**Supplied data:**
....

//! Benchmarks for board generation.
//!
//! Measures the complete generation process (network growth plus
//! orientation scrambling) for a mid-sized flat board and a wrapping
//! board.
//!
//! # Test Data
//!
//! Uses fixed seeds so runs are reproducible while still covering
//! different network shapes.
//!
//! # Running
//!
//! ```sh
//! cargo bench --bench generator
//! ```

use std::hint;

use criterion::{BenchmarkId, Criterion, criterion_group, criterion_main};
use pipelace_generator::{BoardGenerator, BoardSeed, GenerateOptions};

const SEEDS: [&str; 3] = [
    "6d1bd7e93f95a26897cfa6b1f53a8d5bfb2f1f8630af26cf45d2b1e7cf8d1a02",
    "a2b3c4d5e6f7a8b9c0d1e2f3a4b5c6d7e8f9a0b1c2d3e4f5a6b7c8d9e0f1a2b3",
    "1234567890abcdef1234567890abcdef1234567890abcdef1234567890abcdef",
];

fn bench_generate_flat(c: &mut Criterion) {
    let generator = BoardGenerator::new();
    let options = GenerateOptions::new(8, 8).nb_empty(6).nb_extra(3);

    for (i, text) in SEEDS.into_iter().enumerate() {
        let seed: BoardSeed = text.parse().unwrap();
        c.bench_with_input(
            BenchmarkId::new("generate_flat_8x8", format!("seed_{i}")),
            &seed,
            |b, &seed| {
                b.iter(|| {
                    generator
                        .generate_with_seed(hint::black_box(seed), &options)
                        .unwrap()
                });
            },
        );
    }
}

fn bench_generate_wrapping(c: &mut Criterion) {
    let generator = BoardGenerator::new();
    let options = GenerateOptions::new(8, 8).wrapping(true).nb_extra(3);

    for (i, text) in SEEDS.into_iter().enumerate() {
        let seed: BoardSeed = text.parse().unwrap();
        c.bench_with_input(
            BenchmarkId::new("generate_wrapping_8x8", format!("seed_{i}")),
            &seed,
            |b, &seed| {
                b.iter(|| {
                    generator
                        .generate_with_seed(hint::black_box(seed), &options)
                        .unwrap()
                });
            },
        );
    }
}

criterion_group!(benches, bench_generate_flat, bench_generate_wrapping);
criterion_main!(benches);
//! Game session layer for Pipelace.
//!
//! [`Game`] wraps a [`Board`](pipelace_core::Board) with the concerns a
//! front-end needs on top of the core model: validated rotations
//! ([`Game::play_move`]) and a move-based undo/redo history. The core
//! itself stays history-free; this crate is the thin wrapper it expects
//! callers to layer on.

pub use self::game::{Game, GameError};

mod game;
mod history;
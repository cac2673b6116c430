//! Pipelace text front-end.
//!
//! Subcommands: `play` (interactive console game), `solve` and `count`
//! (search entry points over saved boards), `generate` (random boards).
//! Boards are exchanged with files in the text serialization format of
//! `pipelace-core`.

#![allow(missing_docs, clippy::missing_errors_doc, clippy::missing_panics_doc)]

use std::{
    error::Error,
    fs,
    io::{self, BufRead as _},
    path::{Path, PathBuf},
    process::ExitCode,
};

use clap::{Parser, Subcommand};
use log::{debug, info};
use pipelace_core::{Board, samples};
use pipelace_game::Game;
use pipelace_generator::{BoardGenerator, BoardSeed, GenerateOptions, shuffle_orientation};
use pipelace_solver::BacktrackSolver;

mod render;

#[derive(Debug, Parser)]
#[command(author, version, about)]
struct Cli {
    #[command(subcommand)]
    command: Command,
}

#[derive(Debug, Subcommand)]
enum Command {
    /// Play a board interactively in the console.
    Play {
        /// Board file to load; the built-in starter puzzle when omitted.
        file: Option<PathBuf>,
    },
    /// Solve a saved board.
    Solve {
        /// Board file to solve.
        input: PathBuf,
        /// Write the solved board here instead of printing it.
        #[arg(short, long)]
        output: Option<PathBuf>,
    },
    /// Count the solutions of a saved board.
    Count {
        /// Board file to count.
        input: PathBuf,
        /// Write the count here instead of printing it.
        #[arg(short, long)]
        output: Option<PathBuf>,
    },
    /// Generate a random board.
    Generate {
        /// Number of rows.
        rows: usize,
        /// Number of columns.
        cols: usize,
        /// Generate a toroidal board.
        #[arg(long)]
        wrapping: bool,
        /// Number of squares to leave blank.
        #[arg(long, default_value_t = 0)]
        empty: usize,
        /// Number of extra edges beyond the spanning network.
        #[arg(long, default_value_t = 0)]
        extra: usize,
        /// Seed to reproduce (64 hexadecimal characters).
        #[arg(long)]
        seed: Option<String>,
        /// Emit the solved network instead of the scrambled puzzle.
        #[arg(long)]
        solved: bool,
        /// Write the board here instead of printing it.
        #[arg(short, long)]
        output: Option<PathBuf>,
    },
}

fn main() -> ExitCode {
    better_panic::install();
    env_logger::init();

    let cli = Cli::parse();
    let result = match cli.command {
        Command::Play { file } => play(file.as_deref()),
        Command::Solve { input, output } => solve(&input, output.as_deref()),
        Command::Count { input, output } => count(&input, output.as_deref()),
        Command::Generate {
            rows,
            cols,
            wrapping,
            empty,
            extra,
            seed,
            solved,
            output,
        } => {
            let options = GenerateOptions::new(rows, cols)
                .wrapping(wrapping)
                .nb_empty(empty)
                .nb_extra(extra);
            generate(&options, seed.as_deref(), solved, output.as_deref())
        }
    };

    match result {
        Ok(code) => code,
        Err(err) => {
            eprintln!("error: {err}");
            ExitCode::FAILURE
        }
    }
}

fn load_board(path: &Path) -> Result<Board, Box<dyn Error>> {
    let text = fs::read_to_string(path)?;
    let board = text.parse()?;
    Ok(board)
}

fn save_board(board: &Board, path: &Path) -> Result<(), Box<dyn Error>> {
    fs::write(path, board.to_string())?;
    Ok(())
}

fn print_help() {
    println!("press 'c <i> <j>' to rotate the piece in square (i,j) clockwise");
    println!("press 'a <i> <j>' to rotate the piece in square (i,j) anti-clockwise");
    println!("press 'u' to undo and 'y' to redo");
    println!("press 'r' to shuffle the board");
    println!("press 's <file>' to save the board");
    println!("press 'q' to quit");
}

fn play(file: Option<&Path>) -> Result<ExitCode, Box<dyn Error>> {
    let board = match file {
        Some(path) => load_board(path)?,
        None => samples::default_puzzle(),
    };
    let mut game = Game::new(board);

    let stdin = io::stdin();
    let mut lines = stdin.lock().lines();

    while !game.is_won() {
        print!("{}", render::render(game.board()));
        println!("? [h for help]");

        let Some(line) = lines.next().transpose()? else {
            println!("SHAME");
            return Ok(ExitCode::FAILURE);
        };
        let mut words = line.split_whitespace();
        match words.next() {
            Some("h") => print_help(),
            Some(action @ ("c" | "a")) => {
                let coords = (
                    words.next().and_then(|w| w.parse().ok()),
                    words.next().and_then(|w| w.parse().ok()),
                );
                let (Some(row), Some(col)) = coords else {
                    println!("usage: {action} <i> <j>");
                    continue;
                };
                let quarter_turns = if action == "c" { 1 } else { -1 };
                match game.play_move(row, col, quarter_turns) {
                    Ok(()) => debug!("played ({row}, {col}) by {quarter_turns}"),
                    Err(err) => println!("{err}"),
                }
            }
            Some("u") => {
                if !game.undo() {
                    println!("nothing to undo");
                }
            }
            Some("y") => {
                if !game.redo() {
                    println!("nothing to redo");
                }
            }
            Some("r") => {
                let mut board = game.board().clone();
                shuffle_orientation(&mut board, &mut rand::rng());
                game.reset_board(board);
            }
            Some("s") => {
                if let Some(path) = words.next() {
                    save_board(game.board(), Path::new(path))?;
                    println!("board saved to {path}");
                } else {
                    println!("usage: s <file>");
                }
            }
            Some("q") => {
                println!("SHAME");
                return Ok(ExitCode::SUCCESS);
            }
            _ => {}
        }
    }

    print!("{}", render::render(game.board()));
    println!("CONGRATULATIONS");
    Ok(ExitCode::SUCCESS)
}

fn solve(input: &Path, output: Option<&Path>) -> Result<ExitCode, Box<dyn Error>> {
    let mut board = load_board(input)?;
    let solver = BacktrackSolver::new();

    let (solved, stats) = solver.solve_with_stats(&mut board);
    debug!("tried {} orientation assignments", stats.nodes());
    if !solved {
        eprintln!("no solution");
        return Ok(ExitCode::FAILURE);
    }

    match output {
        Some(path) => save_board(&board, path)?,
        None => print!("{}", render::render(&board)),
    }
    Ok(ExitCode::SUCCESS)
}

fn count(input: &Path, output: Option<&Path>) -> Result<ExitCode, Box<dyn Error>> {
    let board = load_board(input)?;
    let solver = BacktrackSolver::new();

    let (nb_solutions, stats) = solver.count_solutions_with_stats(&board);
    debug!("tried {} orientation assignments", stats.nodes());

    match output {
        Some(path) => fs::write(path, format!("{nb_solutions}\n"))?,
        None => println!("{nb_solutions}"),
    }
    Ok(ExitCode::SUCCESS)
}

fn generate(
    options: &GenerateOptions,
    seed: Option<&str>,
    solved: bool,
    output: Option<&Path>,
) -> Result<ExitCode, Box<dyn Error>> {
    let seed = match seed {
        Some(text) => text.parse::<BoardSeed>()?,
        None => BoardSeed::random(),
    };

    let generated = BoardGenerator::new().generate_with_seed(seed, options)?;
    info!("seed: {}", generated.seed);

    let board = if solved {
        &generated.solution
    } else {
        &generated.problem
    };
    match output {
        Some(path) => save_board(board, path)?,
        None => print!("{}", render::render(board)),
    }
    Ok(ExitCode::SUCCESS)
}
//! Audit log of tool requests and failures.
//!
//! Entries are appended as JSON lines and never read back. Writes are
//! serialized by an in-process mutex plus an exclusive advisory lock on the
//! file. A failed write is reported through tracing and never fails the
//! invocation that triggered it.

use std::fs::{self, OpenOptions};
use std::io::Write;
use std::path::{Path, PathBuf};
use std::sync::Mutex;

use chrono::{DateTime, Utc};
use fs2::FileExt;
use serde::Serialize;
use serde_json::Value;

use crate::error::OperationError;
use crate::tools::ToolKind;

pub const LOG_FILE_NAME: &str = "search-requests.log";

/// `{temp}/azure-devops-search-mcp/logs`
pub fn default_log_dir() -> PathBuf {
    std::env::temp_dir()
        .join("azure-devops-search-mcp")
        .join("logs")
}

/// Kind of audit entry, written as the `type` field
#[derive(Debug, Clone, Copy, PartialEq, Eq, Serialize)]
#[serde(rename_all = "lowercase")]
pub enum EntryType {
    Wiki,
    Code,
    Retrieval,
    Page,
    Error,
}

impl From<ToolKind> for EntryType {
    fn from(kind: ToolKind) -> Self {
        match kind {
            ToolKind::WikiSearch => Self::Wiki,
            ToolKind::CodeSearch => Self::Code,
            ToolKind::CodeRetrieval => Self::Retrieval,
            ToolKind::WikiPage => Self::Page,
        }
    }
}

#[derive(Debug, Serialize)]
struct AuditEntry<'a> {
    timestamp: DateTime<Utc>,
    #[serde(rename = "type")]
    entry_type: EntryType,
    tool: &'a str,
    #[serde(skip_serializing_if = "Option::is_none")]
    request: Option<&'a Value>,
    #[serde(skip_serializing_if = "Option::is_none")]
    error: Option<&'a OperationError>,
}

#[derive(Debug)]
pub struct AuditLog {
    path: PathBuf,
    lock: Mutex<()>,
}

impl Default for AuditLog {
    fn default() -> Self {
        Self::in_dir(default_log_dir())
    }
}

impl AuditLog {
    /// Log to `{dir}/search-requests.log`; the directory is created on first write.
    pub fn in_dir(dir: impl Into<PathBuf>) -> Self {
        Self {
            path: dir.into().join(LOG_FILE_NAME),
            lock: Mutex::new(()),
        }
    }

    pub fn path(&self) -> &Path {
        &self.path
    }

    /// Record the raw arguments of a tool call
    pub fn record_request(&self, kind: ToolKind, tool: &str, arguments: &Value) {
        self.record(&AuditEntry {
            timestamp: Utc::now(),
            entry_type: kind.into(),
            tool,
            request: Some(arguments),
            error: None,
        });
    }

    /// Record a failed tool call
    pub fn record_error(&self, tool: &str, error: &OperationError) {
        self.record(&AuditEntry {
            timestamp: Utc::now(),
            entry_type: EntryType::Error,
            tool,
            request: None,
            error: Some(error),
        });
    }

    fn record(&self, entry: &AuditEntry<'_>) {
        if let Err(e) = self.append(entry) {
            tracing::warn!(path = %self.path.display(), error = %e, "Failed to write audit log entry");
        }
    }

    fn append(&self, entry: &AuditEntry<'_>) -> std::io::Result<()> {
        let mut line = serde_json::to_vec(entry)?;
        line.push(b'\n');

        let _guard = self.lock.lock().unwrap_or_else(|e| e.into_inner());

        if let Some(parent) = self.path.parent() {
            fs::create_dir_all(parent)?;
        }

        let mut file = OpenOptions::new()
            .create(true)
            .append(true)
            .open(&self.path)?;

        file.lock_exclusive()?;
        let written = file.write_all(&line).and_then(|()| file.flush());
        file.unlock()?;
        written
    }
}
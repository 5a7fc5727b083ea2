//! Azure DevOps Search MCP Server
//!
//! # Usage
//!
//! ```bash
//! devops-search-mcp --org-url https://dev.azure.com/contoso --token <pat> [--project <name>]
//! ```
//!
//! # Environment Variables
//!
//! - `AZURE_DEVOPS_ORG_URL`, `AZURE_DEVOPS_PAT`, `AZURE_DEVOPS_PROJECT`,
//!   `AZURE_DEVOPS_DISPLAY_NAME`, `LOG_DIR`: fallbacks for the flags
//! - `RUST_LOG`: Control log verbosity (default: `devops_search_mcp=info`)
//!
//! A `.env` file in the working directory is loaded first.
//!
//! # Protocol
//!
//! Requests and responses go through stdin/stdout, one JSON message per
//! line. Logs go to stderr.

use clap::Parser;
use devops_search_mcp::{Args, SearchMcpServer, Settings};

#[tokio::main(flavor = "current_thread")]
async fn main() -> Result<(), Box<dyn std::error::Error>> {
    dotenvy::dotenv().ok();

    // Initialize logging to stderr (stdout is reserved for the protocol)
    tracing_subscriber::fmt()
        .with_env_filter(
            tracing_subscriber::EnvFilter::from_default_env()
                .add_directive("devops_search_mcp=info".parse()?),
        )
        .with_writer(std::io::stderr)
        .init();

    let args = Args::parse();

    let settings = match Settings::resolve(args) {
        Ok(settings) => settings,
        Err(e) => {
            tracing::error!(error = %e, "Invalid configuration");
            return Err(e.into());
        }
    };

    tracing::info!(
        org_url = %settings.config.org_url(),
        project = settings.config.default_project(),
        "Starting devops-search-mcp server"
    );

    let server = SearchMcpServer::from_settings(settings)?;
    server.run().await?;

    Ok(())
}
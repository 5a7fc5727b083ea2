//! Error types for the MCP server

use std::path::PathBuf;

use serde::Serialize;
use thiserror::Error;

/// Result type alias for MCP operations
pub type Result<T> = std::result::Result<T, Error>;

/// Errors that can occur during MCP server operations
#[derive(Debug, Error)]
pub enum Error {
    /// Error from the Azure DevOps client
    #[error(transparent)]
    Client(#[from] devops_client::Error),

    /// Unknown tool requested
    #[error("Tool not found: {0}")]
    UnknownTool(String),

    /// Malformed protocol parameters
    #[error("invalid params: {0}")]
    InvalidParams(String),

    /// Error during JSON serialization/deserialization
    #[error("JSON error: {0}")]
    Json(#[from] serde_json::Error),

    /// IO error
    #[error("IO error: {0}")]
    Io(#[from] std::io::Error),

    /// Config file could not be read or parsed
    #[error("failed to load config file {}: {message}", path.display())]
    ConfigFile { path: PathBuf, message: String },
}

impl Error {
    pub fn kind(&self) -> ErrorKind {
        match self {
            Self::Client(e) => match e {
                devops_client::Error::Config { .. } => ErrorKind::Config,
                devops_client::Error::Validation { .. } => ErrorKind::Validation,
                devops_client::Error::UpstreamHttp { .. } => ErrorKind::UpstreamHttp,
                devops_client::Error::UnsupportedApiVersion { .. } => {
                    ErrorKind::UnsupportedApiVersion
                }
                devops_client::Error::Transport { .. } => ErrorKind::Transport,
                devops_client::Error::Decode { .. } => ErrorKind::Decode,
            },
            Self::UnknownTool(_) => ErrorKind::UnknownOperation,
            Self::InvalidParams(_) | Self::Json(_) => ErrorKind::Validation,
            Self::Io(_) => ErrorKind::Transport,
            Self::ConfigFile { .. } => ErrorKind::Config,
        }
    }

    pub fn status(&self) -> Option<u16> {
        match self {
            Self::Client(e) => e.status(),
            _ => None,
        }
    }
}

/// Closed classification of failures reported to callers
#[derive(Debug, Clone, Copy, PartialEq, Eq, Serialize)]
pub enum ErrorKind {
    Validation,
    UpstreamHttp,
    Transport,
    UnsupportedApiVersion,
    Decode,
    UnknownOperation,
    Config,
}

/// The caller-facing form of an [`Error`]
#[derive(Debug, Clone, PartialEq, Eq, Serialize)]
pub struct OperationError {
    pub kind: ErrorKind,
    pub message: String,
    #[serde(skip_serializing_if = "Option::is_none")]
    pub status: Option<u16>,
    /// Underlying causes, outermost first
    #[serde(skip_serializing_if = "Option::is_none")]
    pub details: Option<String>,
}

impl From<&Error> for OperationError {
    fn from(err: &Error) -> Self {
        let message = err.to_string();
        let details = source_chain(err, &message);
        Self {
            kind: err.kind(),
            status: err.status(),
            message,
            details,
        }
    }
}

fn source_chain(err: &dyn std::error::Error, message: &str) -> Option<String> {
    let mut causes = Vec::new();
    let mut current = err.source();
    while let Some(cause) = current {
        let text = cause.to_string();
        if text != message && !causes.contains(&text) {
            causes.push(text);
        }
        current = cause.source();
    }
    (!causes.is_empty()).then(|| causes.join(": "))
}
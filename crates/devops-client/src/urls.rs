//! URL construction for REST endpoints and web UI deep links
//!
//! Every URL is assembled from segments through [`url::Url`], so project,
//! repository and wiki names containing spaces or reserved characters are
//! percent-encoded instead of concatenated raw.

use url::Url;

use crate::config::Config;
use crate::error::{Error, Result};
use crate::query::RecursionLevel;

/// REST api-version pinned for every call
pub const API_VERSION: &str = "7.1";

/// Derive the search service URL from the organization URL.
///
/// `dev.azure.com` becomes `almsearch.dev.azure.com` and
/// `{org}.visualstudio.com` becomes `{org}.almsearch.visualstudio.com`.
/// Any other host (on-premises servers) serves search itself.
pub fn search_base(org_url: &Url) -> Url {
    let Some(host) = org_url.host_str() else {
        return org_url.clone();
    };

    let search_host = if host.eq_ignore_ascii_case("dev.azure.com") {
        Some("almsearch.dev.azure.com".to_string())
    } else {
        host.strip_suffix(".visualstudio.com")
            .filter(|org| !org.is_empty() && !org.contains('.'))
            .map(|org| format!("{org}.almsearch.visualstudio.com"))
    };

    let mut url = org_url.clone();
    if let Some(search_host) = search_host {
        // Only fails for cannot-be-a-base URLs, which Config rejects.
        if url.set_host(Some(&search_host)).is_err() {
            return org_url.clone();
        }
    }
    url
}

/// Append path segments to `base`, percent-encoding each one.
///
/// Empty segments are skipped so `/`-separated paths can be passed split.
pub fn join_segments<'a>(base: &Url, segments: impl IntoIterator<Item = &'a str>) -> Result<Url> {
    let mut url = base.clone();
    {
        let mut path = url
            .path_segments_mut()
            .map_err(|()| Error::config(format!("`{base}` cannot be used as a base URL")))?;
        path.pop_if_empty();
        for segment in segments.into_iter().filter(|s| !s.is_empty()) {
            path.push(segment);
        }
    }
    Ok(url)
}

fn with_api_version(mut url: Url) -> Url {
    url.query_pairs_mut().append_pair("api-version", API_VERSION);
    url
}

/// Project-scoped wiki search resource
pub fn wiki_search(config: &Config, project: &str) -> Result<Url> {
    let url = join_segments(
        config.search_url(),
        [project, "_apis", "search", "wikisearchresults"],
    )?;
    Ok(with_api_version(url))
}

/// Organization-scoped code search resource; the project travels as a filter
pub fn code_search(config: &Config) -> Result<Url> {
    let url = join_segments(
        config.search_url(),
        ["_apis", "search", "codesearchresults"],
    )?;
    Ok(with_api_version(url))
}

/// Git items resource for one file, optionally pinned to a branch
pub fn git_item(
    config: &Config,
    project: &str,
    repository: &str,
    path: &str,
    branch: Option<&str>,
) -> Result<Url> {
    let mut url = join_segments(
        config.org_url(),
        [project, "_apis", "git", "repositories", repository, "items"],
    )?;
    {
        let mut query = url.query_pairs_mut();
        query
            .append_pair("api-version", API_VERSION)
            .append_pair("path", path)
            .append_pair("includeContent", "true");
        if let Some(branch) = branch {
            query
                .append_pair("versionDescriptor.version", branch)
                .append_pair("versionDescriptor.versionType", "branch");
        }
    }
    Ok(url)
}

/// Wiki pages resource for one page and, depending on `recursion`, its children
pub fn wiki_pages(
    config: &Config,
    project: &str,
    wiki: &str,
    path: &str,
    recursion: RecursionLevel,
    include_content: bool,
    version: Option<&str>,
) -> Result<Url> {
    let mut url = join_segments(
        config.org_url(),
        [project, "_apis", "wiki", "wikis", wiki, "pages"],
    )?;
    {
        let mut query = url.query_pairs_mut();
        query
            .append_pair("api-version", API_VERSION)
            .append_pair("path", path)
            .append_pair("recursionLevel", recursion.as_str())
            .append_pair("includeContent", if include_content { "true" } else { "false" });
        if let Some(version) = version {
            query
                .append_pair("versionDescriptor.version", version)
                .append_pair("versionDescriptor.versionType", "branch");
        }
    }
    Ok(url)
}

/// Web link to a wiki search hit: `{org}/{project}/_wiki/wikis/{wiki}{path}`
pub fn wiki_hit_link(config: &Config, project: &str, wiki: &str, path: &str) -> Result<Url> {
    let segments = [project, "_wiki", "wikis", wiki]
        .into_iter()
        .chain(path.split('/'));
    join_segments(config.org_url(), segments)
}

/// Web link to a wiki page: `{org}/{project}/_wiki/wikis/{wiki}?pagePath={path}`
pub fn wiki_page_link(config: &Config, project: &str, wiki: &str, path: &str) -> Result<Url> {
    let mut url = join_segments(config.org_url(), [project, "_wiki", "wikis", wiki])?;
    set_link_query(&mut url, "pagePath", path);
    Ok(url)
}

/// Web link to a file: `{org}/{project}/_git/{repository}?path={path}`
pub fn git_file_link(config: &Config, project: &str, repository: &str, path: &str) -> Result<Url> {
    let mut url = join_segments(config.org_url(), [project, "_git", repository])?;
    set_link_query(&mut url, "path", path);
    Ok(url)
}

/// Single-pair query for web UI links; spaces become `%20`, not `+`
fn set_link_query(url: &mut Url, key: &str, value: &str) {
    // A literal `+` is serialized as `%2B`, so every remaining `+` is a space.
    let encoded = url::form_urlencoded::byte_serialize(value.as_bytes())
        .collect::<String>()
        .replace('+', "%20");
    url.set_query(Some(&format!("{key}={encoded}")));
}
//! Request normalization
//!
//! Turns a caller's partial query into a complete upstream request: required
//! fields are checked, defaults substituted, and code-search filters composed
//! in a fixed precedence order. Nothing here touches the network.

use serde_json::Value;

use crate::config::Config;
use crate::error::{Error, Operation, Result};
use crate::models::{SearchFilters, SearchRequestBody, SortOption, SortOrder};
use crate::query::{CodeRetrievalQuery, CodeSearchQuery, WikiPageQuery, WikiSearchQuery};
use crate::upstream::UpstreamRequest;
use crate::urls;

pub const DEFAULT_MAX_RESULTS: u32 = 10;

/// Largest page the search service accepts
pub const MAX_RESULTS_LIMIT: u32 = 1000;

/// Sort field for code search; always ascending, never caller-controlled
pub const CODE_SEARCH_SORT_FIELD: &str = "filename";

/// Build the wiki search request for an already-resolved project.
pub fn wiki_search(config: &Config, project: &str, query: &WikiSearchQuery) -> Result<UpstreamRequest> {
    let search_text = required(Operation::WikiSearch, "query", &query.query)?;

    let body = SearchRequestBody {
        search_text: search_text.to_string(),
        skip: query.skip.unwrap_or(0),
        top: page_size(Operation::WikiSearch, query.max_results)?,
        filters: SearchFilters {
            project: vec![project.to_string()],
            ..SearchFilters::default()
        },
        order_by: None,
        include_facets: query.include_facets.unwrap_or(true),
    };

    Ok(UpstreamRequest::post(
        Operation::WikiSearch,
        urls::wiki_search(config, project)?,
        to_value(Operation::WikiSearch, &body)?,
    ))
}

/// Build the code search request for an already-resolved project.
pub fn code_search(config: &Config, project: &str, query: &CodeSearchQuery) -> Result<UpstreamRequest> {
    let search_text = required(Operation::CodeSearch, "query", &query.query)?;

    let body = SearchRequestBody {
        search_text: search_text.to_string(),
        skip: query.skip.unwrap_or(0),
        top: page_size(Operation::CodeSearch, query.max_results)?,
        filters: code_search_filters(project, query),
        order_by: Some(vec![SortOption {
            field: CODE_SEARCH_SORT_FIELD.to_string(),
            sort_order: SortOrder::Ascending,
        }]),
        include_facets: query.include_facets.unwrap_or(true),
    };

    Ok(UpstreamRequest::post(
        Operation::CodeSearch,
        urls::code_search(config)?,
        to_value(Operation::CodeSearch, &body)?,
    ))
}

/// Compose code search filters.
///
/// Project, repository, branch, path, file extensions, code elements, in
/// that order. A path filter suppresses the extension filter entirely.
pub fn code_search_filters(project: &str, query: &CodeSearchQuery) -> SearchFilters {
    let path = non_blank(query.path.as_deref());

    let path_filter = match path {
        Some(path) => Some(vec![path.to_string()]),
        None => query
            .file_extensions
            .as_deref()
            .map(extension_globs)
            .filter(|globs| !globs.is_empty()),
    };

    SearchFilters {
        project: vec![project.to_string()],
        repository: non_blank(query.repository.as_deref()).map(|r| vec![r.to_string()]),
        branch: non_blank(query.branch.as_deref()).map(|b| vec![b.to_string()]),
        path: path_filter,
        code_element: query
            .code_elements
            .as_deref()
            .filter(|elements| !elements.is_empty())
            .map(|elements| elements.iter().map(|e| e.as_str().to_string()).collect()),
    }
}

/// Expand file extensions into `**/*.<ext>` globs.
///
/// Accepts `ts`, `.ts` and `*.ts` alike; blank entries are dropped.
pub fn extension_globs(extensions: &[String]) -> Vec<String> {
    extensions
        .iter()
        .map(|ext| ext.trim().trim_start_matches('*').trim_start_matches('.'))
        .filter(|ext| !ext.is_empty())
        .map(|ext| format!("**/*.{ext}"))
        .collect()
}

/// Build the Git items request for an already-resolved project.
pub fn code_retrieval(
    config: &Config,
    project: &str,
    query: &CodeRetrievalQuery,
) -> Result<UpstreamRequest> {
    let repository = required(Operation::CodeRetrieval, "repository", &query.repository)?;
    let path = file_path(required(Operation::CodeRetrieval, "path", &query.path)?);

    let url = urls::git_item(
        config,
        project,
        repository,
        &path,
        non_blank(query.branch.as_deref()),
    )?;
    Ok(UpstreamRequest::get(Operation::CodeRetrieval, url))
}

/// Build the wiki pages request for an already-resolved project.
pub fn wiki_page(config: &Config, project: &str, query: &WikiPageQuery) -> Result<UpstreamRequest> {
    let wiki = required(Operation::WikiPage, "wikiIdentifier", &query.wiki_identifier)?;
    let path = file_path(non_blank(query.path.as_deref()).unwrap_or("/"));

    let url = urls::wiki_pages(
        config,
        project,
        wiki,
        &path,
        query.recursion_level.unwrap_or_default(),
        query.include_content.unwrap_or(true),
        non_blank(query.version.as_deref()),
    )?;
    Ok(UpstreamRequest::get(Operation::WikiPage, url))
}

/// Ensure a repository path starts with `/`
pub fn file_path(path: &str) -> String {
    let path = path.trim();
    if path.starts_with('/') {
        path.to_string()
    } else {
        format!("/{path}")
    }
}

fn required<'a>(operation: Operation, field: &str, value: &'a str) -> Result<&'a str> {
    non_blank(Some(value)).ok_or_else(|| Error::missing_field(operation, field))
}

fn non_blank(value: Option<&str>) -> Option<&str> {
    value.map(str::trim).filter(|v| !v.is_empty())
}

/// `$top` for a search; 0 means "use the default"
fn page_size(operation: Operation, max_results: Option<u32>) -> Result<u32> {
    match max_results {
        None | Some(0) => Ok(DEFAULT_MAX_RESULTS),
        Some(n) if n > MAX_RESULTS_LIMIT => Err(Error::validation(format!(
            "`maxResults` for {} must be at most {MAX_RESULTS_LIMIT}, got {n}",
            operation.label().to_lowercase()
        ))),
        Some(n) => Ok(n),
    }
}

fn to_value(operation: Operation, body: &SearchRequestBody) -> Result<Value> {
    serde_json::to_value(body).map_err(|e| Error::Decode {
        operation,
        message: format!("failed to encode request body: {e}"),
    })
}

....

**Assignment:**
Taking the entries above, write out exactly the lines starting with the line containing "filename crates/devops-client/src/urls.rs" and going on through the line containing "pub fn join_segments<'a>(base: &Url, segments: impl", both included, and nothing else.

**Answer box:**
filename crates/devops-client/src/urls.rs
//! URL construction for REST endpoints and web UI deep links
//!
//! Every URL is assembled from segments through [`url::Url`], so project,
//! repository and wiki names containing spaces or reserved characters are
//! percent-encoded instead of concatenated raw.

use url::Url;

use crate::config::Config;
use crate::error::{Error, Result};
use crate::query::RecursionLevel;

/// REST api-version pinned for every call
pub const API_VERSION: &str = "7.1";

/// Derive the search service URL from the organization URL.
///
/// `dev.azure.com` becomes `almsearch.dev.azure.com` and
/// `{org}.visualstudio.com` becomes `{org}.almsearch.visualstudio.com`.
/// Any other host (on-premises servers) serves search itself.
pub fn search_base(org_url: &Url) -> Url {
    let Some(host) = org_url.host_str() else {
        return org_url.clone();
    };

    let search_host = if host.eq_ignore_ascii_case("dev.azure.com") {
        Some("almsearch.dev.azure.com".to_string())
    } else {
        host.strip_suffix(".visualstudio.com")
            .filter(|org| !org.is_empty() && !org.contains('.'))
            .map(|org| format!("{org}.almsearch.visualstudio.com"))
    };

    let mut url = org_url.clone();
    if let Some(search_host) = search_host {
        // Only fails for cannot-be-a-base URLs, which Config rejects.
        if url.set_host(Some(&search_host)).is_err() {
            return org_url.clone();
        }
    }
    url
}

/// Append path segments to `base`, percent-encoding each one.
///
/// Empty segments are skipped so `/`-separated paths can be passed split.
pub fn join_segments<'a>(base: &Url, segments: impl IntoIterator<Item = &'a str>) -> Result<Url> {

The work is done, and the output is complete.